The funds can be laundered through legitimate businesses, property, sporting clubs, gambling, expensive cars, jewellery, art, investing in the stock market, or buying a private education for relatives. The funds can also be held in cash, ready to move at a moment's notice, or the UK financial and professional services industry can be used as part of a worldwide laundering process designed to hide the money's origins.
Shockingly, in 2011, the UN Office on Drugs and Crime assessed that over 99 per cent of illicit funds flowing through major economies and offshore centres every year are not detected by law enforcement. We think that this estimate is optimistic.
Transparency International UK research Closing Down the Safe Havens: Ending impunity for corrupt individuals by seizing and recovering their assets in the UK published today, sets out ways in which the situation can be improved. We believe these stolen funds should be identified, frozen, seized and - with proper safeguards - returned to the rightful owners.

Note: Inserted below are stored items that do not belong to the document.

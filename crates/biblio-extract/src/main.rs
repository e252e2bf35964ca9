//! Biblio Extract - journal to CSV tables

use anyhow::Context;
use biblio_common::logging::{init_logging, LogConfig, LogLevel};
use biblio_extract::{pipeline, Cli};
use clap::Parser;
use std::process;
use tracing::error;

#[tokio::main(flavor = "current_thread")]
async fn main() {
    // A missing .env file is fine; the environment and flags still apply
    let _ = dotenvy::dotenv();

    let cli = Cli::parse();

    let log_level = if cli.verbose {
        LogLevel::Debug
    } else {
        LogLevel::Info
    };

    let defaults = LogConfig::builder()
        .level(log_level)
        .log_file_prefix("biblio-extract")
        .filter_directives("hyper=warn,reqwest=warn")
        .build();

    // Environment variables take precedence over the flags
    let log_config = defaults.clone().merge_env().unwrap_or(defaults);

    let guard = match init_logging(&log_config) {
        Ok(guard) => Some(guard),
        Err(e) => {
            eprintln!("Warning: logging disabled: {:#}", e);
            None
        },
    };

    let result = execute(&cli).await;

    if let Err(ref e) = result {
        error!(error = %format!("{:#}", e), "Extraction failed");
    }
    drop(guard);

    if let Err(e) = result {
        eprintln!("Error: {:#}", e);
        process::exit(1);
    }
}

async fn execute(cli: &Cli) -> anyhow::Result<()> {
    let config = cli.to_config().context("Invalid configuration")?;

    pipeline::run(&config)
        .await
        .with_context(|| format!("Extraction for ISSN {} failed", config.issn))?;

    Ok(())
}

We identify three areas in which the UK could incorporate good practice from other countries relatively quickly. These include enabling more rapid freezing of assets, following the Swiss model; taking on corruption cases even when they are being obstructed by the origin state, following good examples in France; and focusing and coordinating UK law enforcement resources, such as the US have done with their Kleptocracy Unit.
However, it should be remembered that, in relation to the assessed scale of illicit financial flows, all countries are failing to achieve significant asset recovery. The report notes that the UK is doing well by international standards and there is political momentum behind making improvements. However, it concludes that incremental improvements to the current system are insufficient to tackle the scale of the problem, and bold changes are needed in both legislation and approach.
We make three major recommendations that we believe, over the longer term, could substantially improve asset recovery rates:
• Consider creating a new law against corrupt enrichment. The government should consider creating new legislation that allows for suspicious assets of politicians and public officials, which are clearly in excess of reasonable expectations of their wealth, to be seized unless they can be proven to have been obtained legitimately.
• Improve the front-line defences in the private sector. The private sector - including banks, lawyers and accountants - needs to be engaged by the government as an ally in asset recovery; if necessary, through the use of powerful sanctions to deter complicity.
• Invest in asset recovery. The resources currently allocated to investigation and prosecution are inadequate to the size of the task. More could be done if the investigation and enforcement costs were reimbursed from the assets seized, before returning them. The UK government should explore this mechanism and develop a new international consensus on it.
The UK is well-placed to use the expertise of its law enforcement and its jurisdiction over the UK financial sector to achieve a step change in asset recovery. However, the UK, and other jurisdictions, will need to take a much more proactive stance, actively hunting down and seeking out corrupt illicit funds in order to be effective against the scale of the crime. Until then, corrupt individuals will continue to enjoy their illegal wealth with impunity, and the citizens from whom it was stolen continue to suffer.